Assignment: Your answer should be an exact copy of the lines from the start of the entries to the line containing "use crate::matching::edges::EdgeTable;", both included.

☆ ☆ ☆ ☆ ☆ ☆ ☆

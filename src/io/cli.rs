//! Command-line interface for generating tile combination sheets

use crate::io::configuration::{DEFAULT_EDGE_TABLE, MAX_CELL_X};
use crate::io::error::{ComboError, Result, WithPath};
use crate::io::report::{combinations_json, combinations_path, echo};
use crate::io::tilemap::TileMap;
use crate::layout::packer::{extent, layout_combinations};
use crate::matching::edges::EdgeTable;
use crate::matching::matcher::{Combinations, find_combinations};
use clap::Parser;
use std::fs;
use std::io::Write;
use std::path::{Path, PathBuf};
use tempfile::NamedTempFile;

#[derive(Parser, Debug)]
#[command(name = "tilecombo")]
#[command(
    author,
    version,
    about = "Find edge-compatible tile pairs and lay them out as a combination sheet"
)]
/// Command-line arguments for the combination generator
pub struct Cli {
    /// Sprite map JSON describing the source tile region
    #[arg(value_name = "INPUT")]
    pub input: PathBuf,

    /// Sprite map JSON to write the combination layout to
    #[arg(value_name = "OUTPUT")]
    pub output: PathBuf,
}

/// Runs one matching and layout pass from input file to output files
pub struct ComboProcessor {
    cli: Cli,
    edge_table: Vec<String>,
}

impl ComboProcessor {
    /// Create a processor using the bundled edge table
    pub fn new(cli: Cli) -> Self {
        Self::with_edge_table(cli, DEFAULT_EDGE_TABLE)
    }

    /// Create a processor with a custom edge table, one descriptor per tile
    pub fn with_edge_table<S: AsRef<str>>(cli: Cli, edge_table: &[S]) -> Self {
        Self {
            cli,
            edge_table: edge_table
                .iter()
                .map(|entry| entry.as_ref().to_owned())
                .collect(),
        }
    }

    /// Location the layout document is written to
    pub const fn output_path(&self) -> &PathBuf {
        &self.cli.output
    }

    /// Location the combinations document is written to
    pub fn combinations_path(&self) -> PathBuf {
        combinations_path(&self.cli.output)
    }

    /// Read the input, match and pack, then write both output documents
    ///
    /// Both documents are staged in temporary files beside their targets and
    /// moved into place only once both are fully written, so a failed run
    /// leaves neither output behind.
    ///
    /// # Errors
    ///
    /// Returns an error if the input cannot be read or interpreted, if the
    /// edge table does not fit the tile region, or if an output cannot be
    /// written
    pub fn process(&self) -> Result<Combinations> {
        let input_path = &self.cli.input;
        log::info!("Reading tile map {}", input_path.display());
        let tile_map = TileMap::from_json_file(input_path)?;

        let tile_ids = tile_map.tile_ids();
        let edges = EdgeTable::parse(self.edge_table.as_slice())?.assign(&tile_ids)?;

        let combinations = find_combinations(&tile_ids, &edges)?;
        log::info!(
            "Found {} horizontal and {} vertical pairs among {} tiles",
            combinations.horizontal.len(),
            combinations.vertical.len(),
            tile_ids.len()
        );

        let placements = layout_combinations(&combinations, MAX_CELL_X);
        let (columns, rows) = extent(&placements);
        log::info!(
            "Laid out {} tiles over {columns}x{rows} cells",
            placements.len()
        );

        echo(&combinations);

        let output_path = &self.cli.output;
        let combos_path = self.combinations_path();

        let layout = tile_map
            .layout_document(&placements)
            .and_then(|document| serde_json::to_string_pretty(&document))
            .with_path(output_path, "serialize")?;
        let combos = combinations_json(&combinations).with_path(&combos_path, "serialize")?;

        let staged_layout = stage(output_path, &layout)?;
        let staged_combos = stage(&combos_path, &combos)?;

        staged_layout
            .persist(output_path)
            .map_err(|persist_error| persist_error.error)
            .with_path(output_path, "write")?;
        if let Err(persist_error) = staged_combos.persist(&combos_path) {
            if let Err(cleanup_error) = fs::remove_file(output_path) {
                log::warn!(
                    "Could not remove {} after failed write: {cleanup_error}",
                    output_path.display()
                );
            }
            return Err(ComboError::FileSystem {
                path: combos_path,
                operation: "write",
                source: persist_error.error,
            });
        }

        log::info!("Wrote layout to {}", output_path.display());
        log::info!("Wrote combinations to {}", combos_path.display());

        Ok(combinations)
    }
}

// Temporary file beside `path`, removed on drop unless persisted
fn stage(path: &Path, contents: &str) -> Result<NamedTempFile> {
    let directory = path
        .parent()
        .filter(|parent| !parent.as_os_str().is_empty())
        .unwrap_or_else(|| Path::new("."));
    let mut file = NamedTempFile::new_in(directory).with_path(path, "create")?;
    file.write_all(contents.as_bytes()).with_path(path, "write")?;
    Ok(file)
}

☆ ☆ ☆ ☆ ☆ ☆ ☆

Worked solution:
filename src/io/cli.rs
//! Command-line interface for generating tile combination sheets

use crate::io::configuration::{DEFAULT_EDGE_TABLE, MAX_CELL_X};
use crate::io::error::{ComboError, Result, WithPath};
use crate::io::report::{combinations_json, combinations_path, echo};
use crate::io::tilemap::TileMap;
use crate::layout::packer::{extent, layout_combinations};
use crate::matching::edges::EdgeTable;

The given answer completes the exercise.